The beach-town of Cameron is located on the Gulf of Mexico, it is a close-knit community, and the village bar is its hub. Like all communities, its inhabitants have lived there for generations, their histories intertwining, memories go way back, and some of the current generations remember the WWII POW Camp nearby, and the impact its inhabitants had on the residents. Walt is to discover that it only takes a photo or a long lost letter to trigger a memory or even reveal a long-buried secret.
It is in the bar that Walt, his family, and friends discover on the news that a tropical storm has formed in the Gulf and is heading straight for them in southwest Louisiana. As the storm is upgraded to Hurricane Audrey, nothing could have prepared the inhabitants of this peaceful beach town for the devastation which was to follow, and the terrible loss of lives. However, it is a fact that community spirit is at its best in an emergency. Cameron’s residents pulled together, saved who they could, grieved, and then, as is human nature moved forward with their separate lives, forever linked by the common bond of the memories they share. For some, moving on is more difficult, and Walt finds himself troubled by regrets, guilt, and unanswered questions. However, one fateful day everything changes when he meets a stranger confronts him, and discovers he isn’t a stranger at all…
Many of us have watched on the television the damage hurricanes cause, however, the true magnitude of the devastation experienced by those who have lived through them is palpable in this incredible story. Walt’s path through life wasn’t an easy one, he suffered tragedy, love, pain, and a myriad of other emotions along the way, however, his and other stories like it deserve to be told, in memory of those who didn’t survive so they too can be remembered.
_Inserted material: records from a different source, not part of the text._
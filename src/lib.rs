//! Herder - dependency-aware admission scheduling for autonomous coding agents
//!
//! Herder tracks units of work across multiple projects, resolves their
//! dependency relationships (including cross-project edges), and decides which
//! tasks may be dispatched right now given retry history, budgets, and
//! concurrency limits.

pub mod config;
pub mod error;
pub mod graph;
pub mod scheduler;
pub mod source;

pub use error::{HerderError, Result};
The author’s descriptive writing brings the swamps of southwest Louisiana, its people, wildlife, and climate to life. From Eli, an idiot savant with an incredible gift for violin playing, to Walt’s mother, a woman whose dream’s and life changed. This fictionalized memoir makes compelling reading and I highly recommend it.
About the Author:
Linda S. Cunningham grew up in Lake Charles, Louisiana, where she experienced firsthand accounts of the 1957 hurricane that killed nearly five hundred people in Cameron, Louisiana. She and her family watched the devastation from their picture window. Her father, who served as Director of Civil Defense for Calcasieu Parish, told her the survival stories and gave her access to the coroner’s pictures that lend authenticity to the novel.
She has a B.A. in English and Creative Writing from the University of Houston. She also has a B.S. and M.Ed. in Health and Physical Education from McNeese State University in Lake Charles, Louisiana. She has won awards for screenwriting. She currently resides in Kingwood, Texas.
About the Book:
More than a decade after the end of WWII, the joie de vivre of the Cajun-French culture returns to southwest Louisiana. Spirits are buoyed, and for twelve-year-old Walt LaCour, life is idyllic―except for the caustic relationship with his father. A discovery of a paternity scandal makes Walt wonder if it’s true that a German POW could be his real father. The days before the storm, Walt and his family try to protect his friend’s Stradivarius violin from being stolen until Hurricane Audrey hits taking with her nearly 500 lives and every shred of normalcy Walt had ever called his own.
In this fictionalized memoir, an aged Walt LaCour begins with his childhood desperation to find his roots, firmly believing that knowing his history will bring him a separate kind of peace. As Hurricane Audrey pummels his home town, he braves 20-foot tidal waves and eventually comes face-to-face with his own mortality. Later, as a college student, a mysterious classmate taunts him with knowledge of secrets Walt has never told another living soul, and Walt begins to suspect that there was more to his experience in the hurricane than he ever realized.